It doesn't surprise me that UAB received this grant. Some background: I decided to list with UAB in 1988 although living in Atlanta which had 2 kidney transplant programs. I knew this was the right decision, especially after meeting with Arnold Diethelm, MD, then the lead kidney transplant surgeon and Chairman of the Dept. of Surgery at UAB. I like Dr. Diethelm's philosophy of performing biopsies only as a last resort and having patients taking the least amount of antirejection/immuno drugs necessary to keep the transplant going. I received a CAD transplant in 1990 and at the end of the first year Dr. Diethelm gave me the option of completely phasing out prednisone. I chose to stay on 5 mg. a day with no side effects.
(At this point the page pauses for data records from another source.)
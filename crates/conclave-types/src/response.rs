//! Per-member responses from a dispatch round.

use crate::council::ProviderErrorKind;
use crate::MemberId;
use serde::{Deserialize, Serialize};

/// Outcome of one member's attempt in a dispatch round.
///
/// Exactly one of these exists per attempted member per round, whether
/// the call succeeded or not.
#[derive(Debug, Clone, PartialEq, Serialize, Deserialize)]
pub struct InitialResponse {
    /// The member that was called.
    pub member_id: MemberId,
    /// Response text; empty on failure.
    pub content: String,
    /// Wall-clock latency of the attempt chain, in milliseconds.
    pub latency_ms: u64,
    /// Cost attributed to the call, in USD.
    pub cost_usd: f64,
    /// Prompt tokens reported by the provider.
    pub prompt_tokens: u32,
    /// Completion tokens reported by the provider.
    pub completion_tokens: u32,
    /// Whether the call produced usable content.
    pub ok: bool,
    /// Failure classification when `ok` is false.
    #[serde(skip_serializing_if = "Option::is_none")]
    pub error_kind: Option<ProviderErrorKind>,
}

impl InitialResponse {
    /// Builds a successful response.
    pub fn success(
        member_id: impl Into<MemberId>,
        content: impl Into<String>,
        latency_ms: u64,
    ) -> Self {
        Self {
            member_id: member_id.into(),
            content: content.into(),
            latency_ms,
            cost_usd: 0.0,
            prompt_tokens: 0,
            completion_tokens: 0,
            ok: true,
            error_kind: None,
        }
    }

    /// Builds a failed response carrying the error classification.
    pub fn failure(
        member_id: impl Into<MemberId>,
        kind: ProviderErrorKind,
        latency_ms: u64,
    ) -> Self {
        Self {
            member_id: member_id.into(),
            content: String::new(),
            latency_ms,
            cost_usd: 0.0,
            prompt_tokens: 0,
            completion_tokens: 0,
            ok: false,
            error_kind: Some(kind),
        }
    }

    /// Sets token usage and cost.
    pub fn with_usage(mut self, prompt_tokens: u32, completion_tokens: u32, cost_usd: f64) -> Self {
        self.prompt_tokens = prompt_tokens;
        self.completion_tokens = completion_tokens;
        self.cost_usd = cost_usd;
        self
    }
}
Anyway, I got to know Dr. Diethelm pretty well. As president of the Atlanta AAKP chapter, I had him come speak at a monthly meeting. I remember during the Q and A, someone asked Dr. Diethelm what could be done to increase organ donation. His answer: even if every person who signed a donor card could have their kidneys used and those who didn't sign a card had their family members give consent, there would still be a huge shortage. There would always be more demand than supply, especially as the transplant meds became more sophisticated. The future is in XENOTRANSPLANTATION. Mind you, this was his answer sometime around 1991!
Here is a partial transcript from an interview Dr. Diethelm gave in 2007 discussing xenotransplantation. His is an intersting story as a transplant pioneer who also contracted Hep. C in 1964 and had a liver transplant at age 70 in 2000. Link follows...
"Arnold Diethelm: Well any advice I give would not be very good and I think that the field of transplantation is caught in a quagmire. Its success has been so tremendously valuable that there is no doubt that if one can receive a kidney transplant or a liver transplant, they are much the better for it. The problem is in not enough organs. And the shortage of organs has become the major obstacle as I see it. And when you just think of people that die from liver disease that could be helped or if the people on dialysis, hundreds and hundreds or people have nothing to look forward to every day but another day on the machine. So I think the solution to this is a xenograft.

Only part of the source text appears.